La graduale estensione del diritto di voto parallela alla crescita democratica dell’Europa
nel corso del ’900 e l’abolizione delle Camere di nomina Regia ha portato alla centralità
del Parlamento rinsaldandone i legami con l’esecutivo, ormai quasi del tutto svincolato
dalla figura del sovrano.
In Gran Bretagna, ad esempio, la Corona ha utilizzato per l’ultima volta il suo potere di revoca del Primo
ministro e di scioglimento delle Camere nel 1834, ma fu costretta a ritornare sui suoi passi dalla riconferma
della maggioranza parlamentare nella successiva tornata elettorale.
Una situazione analoga si è presentata in Francia nel 1877, anche se in questo caso fu il Presidente della Repubblica a doversi sottomettere alla volontà degli elettori (v. infra parte seconda Cap. 3).
Verso la fine del XIX secolo il passaggio dalla forma di governo parlamentare dualistica
(Corona-Parlamento) a quella monista (Parlamento) può dirsi completato.
B) Le diverse forme di governo parlamentare a prevalenza dell’esecutivo o del Parlamento
Il passaggio dal dualismo al monismo non ha, tuttavia, portato all’adozione di forme di
governo parlamentare con identiche caratteristiche; la più o meno marcata dipendenza
dell’esecutivo dal Parlamento ed il ruolo riconosciuto al Capo del Governo, infatti, costituiscono altrettanti discriminanti cosicché, pur sotto un’unica etichetta, si possono distinguere governi parlamentari a prevalenza del Parlamento e governi parlamentari a prevalenza dell’esecutivo.
Nel primo caso, pur in presenza di un dualismo Parlamento-Governo e di un Capo dello
Stato in teoria titolare di poteri significativi, la prassi costituzionale si orienta verso una
prevalenza del Parlamento, in grado di controllare ed influenzare l’attività del Governo
attraverso le commissioni permanenti strutturate come i corrispondenti dicasteri ministeriali, mentre viene ridimensionato il ruolo dell’esecutivo soprattutto se i partiti che lo sostengono sono frazionati e non sufficientemente omogenei nelle loro linee politiche.

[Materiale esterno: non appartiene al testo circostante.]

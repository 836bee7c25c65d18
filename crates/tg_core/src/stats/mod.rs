//! Post-hoc generation metrics.
//!
//! Computed purely from the final team/player state, so re-running the
//! collector on the same state yields identical counts.

use std::time::Duration;

use fxhash::FxHashMap;
use serde::{Deserialize, Serialize};
use uuid::Uuid;

use crate::avoid::AvoidSet;
use crate::matching::{NameResolver, ACCEPT_THRESHOLD};
use crate::models::{Player, RequestPriority, Team};

#[derive(Debug, Clone, Copy, Default, PartialEq, Eq, Serialize, Deserialize)]
#[serde(rename_all = "camelCase")]
pub struct GenerationStats {
    pub total_players: usize,
    pub assigned_players: usize,
    pub unassigned_players: usize,
    /// First-position requests realized in the final composition.
    pub must_have_honored: usize,
    pub must_have_broken: usize,
    /// Later-position requests realized in the final composition.
    pub nice_to_have_honored: usize,
    pub nice_to_have_broken: usize,
    /// Avoid-vs-request pairs present in the input.
    pub conflicts_detected: usize,
    /// Avoid pairs sharing a team in the final composition. Zero under
    /// correct operation; tracked because forced manual moves can
    /// reintroduce one.
    pub avoid_violations: usize,
    pub duration_ms: u64,
}

/// Compute final metrics by re-resolving each original request against
/// final team membership.
pub fn collect_stats(
    roster: &[Player],
    teams: &[Team],
    unassigned: &[Player],
    conflicts_detected: usize,
    avoid: &AvoidSet,
    resolver: &mut NameResolver,
    duration: Duration,
) -> GenerationStats {
    let mut stats = GenerationStats {
        total_players: roster.len(),
        assigned_players: teams.iter().map(Team::len).sum(),
        unassigned_players: unassigned.len(),
        conflicts_detected,
        duration_ms: duration.as_millis() as u64,
        ..GenerationStats::default()
    };

    let team_of: FxHashMap<Uuid, Uuid> = teams
        .iter()
        .flat_map(|t| t.players.iter().map(move |p| (p.id, t.id)))
        .collect();

    for player in roster {
        let others: Vec<&Player> = roster.iter().filter(|p| p.id != player.id).collect();
        let other_names: Vec<String> = others.iter().map(|p| p.name.clone()).collect();

        for (index, raw) in player.teammate_requests.iter().enumerate() {
            let honored = resolver
                .best(raw, &other_names, ACCEPT_THRESHOLD)
                .and_then(|best| others.iter().find(|p| p.name == best.candidate).copied())
                .map(|target| {
                    match (team_of.get(&player.id), team_of.get(&target.id)) {
                        (Some(a), Some(b)) => a == b,
                        _ => false,
                    }
                })
                .unwrap_or(false);

            match (RequestPriority::from_index(index), honored) {
                (RequestPriority::MustHave, true) => stats.must_have_honored += 1,
                (RequestPriority::MustHave, false) => stats.must_have_broken += 1,
                (RequestPriority::NiceToHave, true) => stats.nice_to_have_honored += 1,
                (RequestPriority::NiceToHave, false) => stats.nice_to_have_broken += 1,
            }
        }
    }

    for team in teams {
        for (i, a) in team.players.iter().enumerate() {
            for b in &team.players[i + 1..] {
                if avoid.blocks(a.id, b.id) {
                    stats.avoid_violations += 1;
                }
            }
        }
    }

    stats
}

#[cfg(test)]
mod tests {
    use super::*;
    use crate::models::Gender;

    fn roster_on_one_team() -> (Vec<Player>, Vec<Team>) {
        let mut ana = Player::new("Ana Diaz", Gender::Female, 6.0);
        let mut ben = Player::new("Ben Ko", Gender::Male, 5.0);
        let cai = Player::new("Cai Wu", Gender::Other, 4.0);
        ana.teammate_requests = vec!["Ben Ko".to_string(), "Cai Wu".to_string()];
        ben.teammate_requests = vec!["Cai Wu".to_string()];

        let mut team = Team::empty("Team 1");
        team.add_player(ana.clone());
        team.add_player(ben.clone());

        (vec![ana, ben, cai], vec![team])
    }

    #[test]
    fn test_honored_and_broken_split_by_priority() {
        let (roster, teams) = roster_on_one_team();
        let unassigned = vec![roster[2].clone()];
        let mut resolver = NameResolver::new();
        let avoid = AvoidSet::default();

        let stats = collect_stats(
            &roster,
            &teams,
            &unassigned,
            0,
            &avoid,
            &mut resolver,
            Duration::from_millis(12),
        );

        assert_eq!(stats.total_players, 3);
        assert_eq!(stats.assigned_players, 2);
        assert_eq!(stats.unassigned_players, 1);
        // Ana->Ben honored (must-have); Ana->Cai broken (nice-to-have);
        // Ben->Cai broken (must-have).
        assert_eq!(stats.must_have_honored, 1);
        assert_eq!(stats.must_have_broken, 1);
        assert_eq!(stats.nice_to_have_honored, 0);
        assert_eq!(stats.nice_to_have_broken, 1);
        assert_eq!(stats.duration_ms, 12);
    }

    #[test]
    fn test_avoid_violation_counted_in_final_composition() {
        let mut ana = Player::new("Ana Diaz", Gender::Female, 6.0);
        let ben = Player::new("Ben Ko", Gender::Male, 5.0);
        ana.avoid_requests = vec!["Ben Ko".to_string()];

        let mut team = Team::empty("Team 1");
        team.add_player(ana.clone());
        team.add_player(ben.clone());
        let roster = vec![ana, ben];

        let mut resolver = NameResolver::new();
        let avoid = AvoidSet::build(&roster, &mut resolver);
        let stats = collect_stats(
            &roster,
            &[team],
            &[],
            0,
            &avoid,
            &mut resolver,
            Duration::ZERO,
        );
        assert_eq!(stats.avoid_violations, 1);
    }

    #[test]
    fn test_stats_are_idempotent() {
        let (roster, teams) = roster_on_one_team();
        let unassigned = vec![roster[2].clone()];
        let mut resolver = NameResolver::new();
        let avoid = AvoidSet::default();

        let first = collect_stats(
            &roster,
            &teams,
            &unassigned,
            2,
            &avoid,
            &mut resolver,
            Duration::from_millis(5),
        );
        let second = collect_stats(
            &roster,
            &teams,
            &unassigned,
            2,
            &avoid,
            &mut resolver,
            Duration::from_millis(5),
        );
        assert_eq!(first, second);
    }

    #[test]
    fn test_empty_state_is_all_zero() {
        let mut resolver = NameResolver::new();
        let stats = collect_stats(
            &[],
            &[],
            &[],
            0,
            &AvoidSet::default(),
            &mut resolver,
            Duration::ZERO,
        );
        assert_eq!(stats, GenerationStats::default());
    }
}
use serde::{Deserialize, Serialize};

/// League-level generation settings supplied by the caller.
///
/// Precondition (validated by the caller, not here):
/// `min_females + min_males <= max_team_size`.
#[derive(Debug, Clone, PartialEq, Eq, Serialize, Deserialize)]
#[serde(rename_all = "camelCase")]
pub struct LeagueConfig {
    pub max_team_size: usize,
    pub min_females: usize,
    pub min_males: usize,
    /// Fixed team count; when unset the count is derived from roster size.
    #[serde(default, skip_serializing_if = "Option::is_none")]
    pub target_teams: Option<usize>,
    #[serde(default = "default_allow_mixed_gender")]
    pub allow_mixed_gender: bool,
}

fn default_allow_mixed_gender() -> bool {
    true
}

impl Default for LeagueConfig {
    fn default() -> Self {
        Self {
            max_team_size: 10,
            min_females: 0,
            min_males: 0,
            target_teams: None,
            allow_mixed_gender: true,
        }
    }
}

impl LeagueConfig {
    /// Number of team shells to create for a roster of `roster_len` players.
    pub fn team_count(&self, roster_len: usize) -> usize {
        if let Some(target) = self.target_teams {
            return target;
        }
        if roster_len == 0 || self.max_team_size == 0 {
            return 0;
        }
        roster_len.div_ceil(self.max_team_size)
    }
}

#[cfg(test)]
mod tests {
    use super::*;

    #[test]
    fn test_team_count_uses_target_when_set() {
        let config = LeagueConfig { target_teams: Some(3), ..LeagueConfig::default() };
        assert_eq!(config.team_count(100), 3);
        assert_eq!(config.team_count(0), 3);
    }

    #[test]
    fn test_team_count_derives_from_roster() {
        let config = LeagueConfig { max_team_size: 4, ..LeagueConfig::default() };
        assert_eq!(config.team_count(12), 3);
        assert_eq!(config.team_count(13), 4);
        assert_eq!(config.team_count(0), 0);
    }

    #[test]
    fn test_zero_target_teams_is_allowed() {
        let config = LeagueConfig { target_teams: Some(0), ..LeagueConfig::default() };
        assert_eq!(config.team_count(10), 0);
    }
}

Al contrario, la prevalenza dell’esecutivo si riscontra soprattutto in quegli ordinamenti in
cui il Primo ministro assume sia la carica di Capo dell’esecutivo che quella di capo del
partito di maggioranza in seno all’Assemblea parlamentare, come nel recente caso italiano
della Seconda Repubblica.
È questo, ad esempio, il caso tipico dell’ordinamento britannico, dove la prevalenza dell’esecutivo è garantita dalla omogeneità politica con il partito che generalmente detiene la maggioranza parlamentare (in questi
casi si parla di Governo del Premier).
In Gran Bretagna il Governo è il protagonista assoluto della vita politica (6) potendo contare su una maggioranza permanente e solidale che lo mette in grado di dominare l’organizzazione e i tempi del lavoro parlamentare.
Nelle esperienze costituzionali del dopoguerra la tendenza generale nelle democrazie occidentali è stata di procedere ad un rafforzamento del ruolo del Governo (e del suo Presidente) a scapito del Parlamento (v. infra lett. G).
(6) La posizione di preminenza riconosciuta al Governo e al suo Premier non ha mai dato adito a tentativi di prevaricazione
sulle «minoranze» a causa del notevole e tradizionale rispetto di tutte le forze politiche dei principi di lealtà costituzionale e
integrità morale.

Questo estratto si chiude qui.